● Task brief:
Read the records below and copy each line that contains "impl".

● Data to examine:
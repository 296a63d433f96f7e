//! Error types for the storefront-db crate.

use thiserror::Error;

/// Database operation errors.
#[derive(Debug, Error)]
pub enum DbError {
    /// Could not establish a database connection.
    #[error("database connection failed: {0}")]
    ConnectionFailed(#[source] sqlx::Error),

    /// The pool had no free connection within the acquire timeout.
    ///
    /// Surfaces as backpressure (HTTP 503) — never as an empty result
    /// set, which would be indistinguishable from RLS filtering.
    #[error("connection pool exhausted")]
    PoolExhausted,

    /// Binding the RLS subject to a connection failed.
    ///
    /// The lease is discarded, not returned to the pool: a connection
    /// whose context state is unknown must never serve another
    /// request. Fatal for the current request; not retried.
    #[error("failed to bind tenant context: {0}")]
    ContextBindFailed(#[source] sqlx::Error),

    /// A migration failed to apply.
    #[error("migration failed: {0}")]
    MigrationFailed(#[source] sqlx::migrate::MigrateError),

    /// A query failed to execute.
    #[error("query failed: {0}")]
    QueryFailed(#[source] sqlx::Error),

    /// Resource not found.
    #[error("not found: {0}")]
    NotFound(String),
}

impl DbError {
    /// Map a pool acquire error, distinguishing exhaustion from
    /// connection failures.
    #[must_use]
    pub fn from_acquire(err: sqlx::Error) -> Self {
        match err {
            sqlx::Error::PoolTimedOut => DbError::PoolExhausted,
            other => DbError::ConnectionFailed(other),
        }
    }

    /// True if this error indicates pool exhaustion.
    #[must_use]
    pub fn is_pool_exhausted(&self) -> bool {
        matches!(self, DbError::PoolExhausted)
    }

    /// True if this error indicates a failed context bind.
    #[must_use]
    pub fn is_context_bind_failure(&self) -> bool {
        matches!(self, DbError::ContextBindFailed(_))
    }
}

impl From<sqlx::Error> for DbError {
    fn from(err: sqlx::Error) -> Self {
        match err {
            sqlx::Error::RowNotFound => DbError::NotFound("row not found".to_string()),
            other => DbError::QueryFailed(other),
        }
    }
}

#[cfg(test)]
mod tests {
    use super::*;

    #[test]
    fn pool_timeout_maps_to_exhausted() {
        let err = DbError::from_acquire(sqlx::Error::PoolTimedOut);
        assert!(err.is_pool_exhausted());
    }

    #[test]
    fn other_acquire_errors_are_connection_failures() {
        let err = DbError::from_acquire(sqlx::Error::PoolClosed);
        assert!(matches!(err, DbError::ConnectionFailed(_)));
        assert!(!err.is_pool_exhausted());
    }

    #[test]
    fn display_messages() {
        assert_eq!(DbError::PoolExhausted.to_string(), "connection pool exhausted");
        assert!(DbError::NotFound("store".into()).to_string().contains("store"));
    }
}
//! Error types for authentication operations.

use thiserror::Error;

/// Authentication failures.
///
/// The API layer is responsible for collapsing these into uniform
/// HTTP responses; the variants here stay precise so logging and
/// tests can tell the cases apart.
#[derive(Debug, Clone, Error)]
pub enum AuthError {
    /// Username/password combination is wrong. Deliberately carries
    /// no detail about *which* part was wrong.
    #[error("invalid credentials")]
    InvalidCredentials,

    /// Token signature does not verify against the server secret.
    #[error("invalid token signature")]
    InvalidSignature,

    /// Token expiry is in the past.
    #[error("token has expired")]
    Expired,

    /// Token is malformed or carries unusable claims.
    #[error("invalid token: {0}")]
    InvalidToken(String),

    /// Password hashing or hash parsing failed.
    #[error("password hashing failed: {0}")]
    HashingFailed(String),
}

impl AuthError {
    /// True for the token-validation failures that map to a generic
    /// "unauthenticated" response.
    #[must_use]
    pub fn is_token_error(&self) -> bool {
        matches!(
            self,
            AuthError::InvalidSignature | AuthError::Expired | AuthError::InvalidToken(_)
        )
    }
}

● Response area:
impl DbError {
impl From<sqlx::Error> for DbError {
impl AuthError {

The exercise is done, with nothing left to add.